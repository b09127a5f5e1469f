//! Graph merge engine.
//!
//! Folds parsed raw records into the canonical graph behind a [`GraphStore`].
//! Writers are serialized per canonical key only: merges touching disjoint
//! entities/relations proceed fully in parallel. A chunk id already present
//! in a key's provenance contributes nothing on re-merge, so replaying a
//! chunk after a crash or retry never double-counts.

use std::sync::Arc;

use tracing::debug;

use crate::extract::{ParsedRecords, RawEntityRecord, RawRelationRecord};
use crate::graph::{merge_entity_records, merge_relation_records, Entity, Relation, UNKNOWN_TYPE};
use crate::storage::GraphStore;
use crate::sync::KeyedLocks;
use crate::Result;

/// Counts of what one merge call changed.
#[derive(Debug, Clone, Copy, Default, PartialEq)]
pub struct MergeOutcome {
    pub entities_merged: usize,
    pub relations_merged: usize,
    /// Keys skipped because every record came from an already-seen chunk
    pub entities_skipped: usize,
    pub relations_skipped: usize,
}

/// Merges raw records into canonical entities and relations.
pub struct MergeEngine {
    store: Arc<dyn GraphStore>,
    locks: KeyedLocks,
}

impl MergeEngine {
    pub fn new(store: Arc<dyn GraphStore>) -> Self {
        Self {
            store,
            locks: KeyedLocks::new(),
        }
    }

    pub fn store(&self) -> Arc<dyn GraphStore> {
        self.store.clone()
    }

    /// Merge one parse result. Callable repeatedly and concurrently for
    /// different chunks; only same-key merges serialize against each other.
    pub async fn merge(&self, parsed: &ParsedRecords) -> Result<MergeOutcome> {
        let mut outcome = MergeOutcome::default();

        for (name, records) in &parsed.entities {
            if self.merge_entity(name, records).await? {
                outcome.entities_merged += 1;
            } else {
                outcome.entities_skipped += 1;
            }
        }

        for ((source, target), records) in &parsed.relations {
            if self.merge_relation(source, target, records).await? {
                outcome.relations_merged += 1;
            } else {
                outcome.relations_skipped += 1;
            }
        }

        Ok(outcome)
    }

    async fn merge_entity(&self, name: &str, records: &[RawEntityRecord]) -> Result<bool> {
        let _guard = self.locks.acquire(&node_key(name)).await;

        let existing = self.store.get_node(name).await?;
        let fresh: Vec<&RawEntityRecord> = records
            .iter()
            .filter(|r| !already_contributed_entity(existing.as_ref(), &r.chunk_id))
            .collect();
        if fresh.is_empty() {
            debug!(name, "all entity records already merged, skipping");
            return Ok(false);
        }

        let merged = merge_entity_records(existing, &fresh);
        self.store.upsert_node(&merged).await?;
        Ok(true)
    }

    async fn merge_relation(
        &self,
        source: &str,
        target: &str,
        records: &[RawRelationRecord],
    ) -> Result<bool> {
        let merged = {
            let _guard = self.locks.acquire(&edge_key(source, target)).await;

            let existing = self.store.get_edge(source, target).await?;
            let fresh: Vec<&RawRelationRecord> = records
                .iter()
                .filter(|r| !already_contributed_relation(existing.as_ref(), &r.chunk_id))
                .collect();
            if fresh.is_empty() {
                debug!(source, target, "all relation records already merged, skipping");
                return Ok(false);
            }

            let merged = merge_relation_records(existing, &fresh);
            self.store.upsert_edge(&merged).await?;
            merged
        };

        // Endpoints referenced only by edges still need a node. Locks are
        // taken one at a time, never nested.
        self.ensure_endpoint(source, &merged).await?;
        self.ensure_endpoint(target, &merged).await?;
        Ok(true)
    }

    /// Insert a placeholder node for an edge endpoint no entity record has
    /// named yet. The placeholder carries no chunk provenance, so real
    /// entity records from the same chunks still merge in later.
    async fn ensure_endpoint(&self, name: &str, edge: &Relation) -> Result<()> {
        let _guard = self.locks.acquire(&node_key(name)).await;

        if self.store.get_node(name).await?.is_some() {
            return Ok(());
        }

        let placeholder = Entity {
            name: name.to_string(),
            entity_type: UNKNOWN_TYPE.to_string(),
            description: edge.description.clone(),
            type_votes: Vec::new(),
            source_chunk_ids: Default::default(),
            file_paths: edge.file_paths.clone(),
            first_seen: edge.first_seen,
            last_updated: edge.last_updated,
        };
        self.store.upsert_node(&placeholder).await
    }
}

fn already_contributed_entity(existing: Option<&Entity>, chunk_id: &str) -> bool {
    existing.is_some_and(|e| e.source_chunk_ids.contains(chunk_id))
}

fn already_contributed_relation(existing: Option<&Relation>, chunk_id: &str) -> bool {
    existing.is_some_and(|r| r.source_chunk_ids.contains(chunk_id))
}

fn node_key(name: &str) -> String {
    format!("node:{name}")
}

fn edge_key(source: &str, target: &str) -> String {
    format!("edge:{source}\u{1f}{target}")
}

- _PROBLEM STATEMENT_
Retype the complete listing exactly.

- _EXPECTED OUTPUT_
repository b09127a5f5e1469f
//! Graph merge engine.
//!
//! Folds parsed raw records into the canonical graph behind a [`GraphStore`].
//! Writers are serialized per canonical key only: merges touching disjoint
//! entities/relations proceed fully in parallel. A chunk id already present
//! in a key's provenance contributes nothing on re-merge, so replaying a
//! chunk after a crash or retry never double-counts.

use std::sync::Arc;

use tracing::debug;

use crate::extract::{ParsedRecords, RawEntityRecord, RawRelationRecord};
use crate::graph::{merge_entity_records, merge_relation_records, Entity, Relation, UNKNOWN_TYPE};
use crate::storage::GraphStore;
use crate::sync::KeyedLocks;
use crate::Result;

/// Counts of what one merge call changed.
#[derive(Debug, Clone, Copy, Default, PartialEq)]
pub struct MergeOutcome {
    pub entities_merged: usize,
    pub relations_merged: usize,
    /// Keys skipped because every record came from an already-seen chunk
    pub entities_skipped: usize,
    pub relations_skipped: usize,
}

/// Merges raw records into canonical entities and relations.
pub struct MergeEngine {
    store: Arc<dyn GraphStore>,
    locks: KeyedLocks,
}

impl MergeEngine {
    pub fn new(store: Arc<dyn GraphStore>) -> Self {
        Self {
            store,
            locks: KeyedLocks::new(),
        }
    }

    pub fn store(&self) -> Arc<dyn GraphStore> {
        self.store.clone()
    }

    /// Merge one parse result. Callable repeatedly and concurrently for
    /// different chunks; only same-key merges serialize against each other.
    pub async fn merge(&self, parsed: &ParsedRecords) -> Result<MergeOutcome> {
        let mut outcome = MergeOutcome::default();

        for (name, records) in &parsed.entities {
            if self.merge_entity(name, records).await? {
                outcome.entities_merged += 1;
            } else {
                outcome.entities_skipped += 1;
            }
        }

        for ((source, target), records) in &parsed.relations {
            if self.merge_relation(source, target, records).await? {
                outcome.relations_merged += 1;
            } else {
                outcome.relations_skipped += 1;
            }
        }

        Ok(outcome)
    }

    async fn merge_entity(&self, name: &str, records: &[RawEntityRecord]) -> Result<bool> {
        let _guard = self.locks.acquire(&node_key(name)).await;

        let existing = self.store.get_node(name).await?;
        let fresh: Vec<&RawEntityRecord> = records
            .iter()
            .filter(|r| !already_contributed_entity(existing.as_ref(), &r.chunk_id))
            .collect();
        if fresh.is_empty() {
            debug!(name, "all entity records already merged, skipping");
            return Ok(false);
        }

        let merged = merge_entity_records(existing, &fresh);
        self.store.upsert_node(&merged).await?;
        Ok(true)
    }

    async fn merge_relation(
        &self,
        source: &str,
        target: &str,
        records: &[RawRelationRecord],
    ) -> Result<bool> {
        let merged = {
            let _guard = self.locks.acquire(&edge_key(source, target)).await;

            let existing = self.store.get_edge(source, target).await?;
            let fresh: Vec<&RawRelationRecord> = records
                .iter()
                .filter(|r| !already_contributed_relation(existing.as_ref(), &r.chunk_id))
                .collect();
            if fresh.is_empty() {
                debug!(source, target, "all relation records already merged, skipping");
                return Ok(false);
            }

            let merged = merge_relation_records(existing, &fresh);
            self.store.upsert_edge(&merged).await?;
            merged
        };

        // Endpoints referenced only by edges still need a node. Locks are
        // taken one at a time, never nested.
        self.ensure_endpoint(source, &merged).await?;
        self.ensure_endpoint(target, &merged).await?;
        Ok(true)
    }

    /// Insert a placeholder node for an edge endpoint no entity record has
    /// named yet. The placeholder carries no chunk provenance, so real
    /// entity records from the same chunks still merge in later.
    async fn ensure_endpoint(&self, name: &str, edge: &Relation) -> Result<()> {
        let _guard = self.locks.acquire(&node_key(name)).await;

        if self.store.get_node(name).await?.is_some() {
            return Ok(());
        }

        let placeholder = Entity {
            name: name.to_string(),
            entity_type: UNKNOWN_TYPE.to_string(),
            description: edge.description.clone(),
            type_votes: Vec::new(),
            source_chunk_ids: Default::default(),
            file_paths: edge.file_paths.clone(),
            first_seen: edge.first_seen,
            last_updated: edge.last_updated,
        };
        self.store.upsert_node(&placeholder).await
    }
}

fn already_contributed_entity(existing: Option<&Entity>, chunk_id: &str) -> bool {
    existing.is_some_and(|e| e.source_chunk_ids.contains(chunk_id))
}

fn already_contributed_relation(existing: Option<&Relation>, chunk_id: &str) -> bool {
    existing.is_some_and(|r| r.source_chunk_ids.contains(chunk_id))
}

fn node_key(name: &str) -> String {
    format!("node:{name}")
}

fn edge_key(source: &str, target: &str) -> String {
    format!("edge:{source}\u{1f}{target}")
}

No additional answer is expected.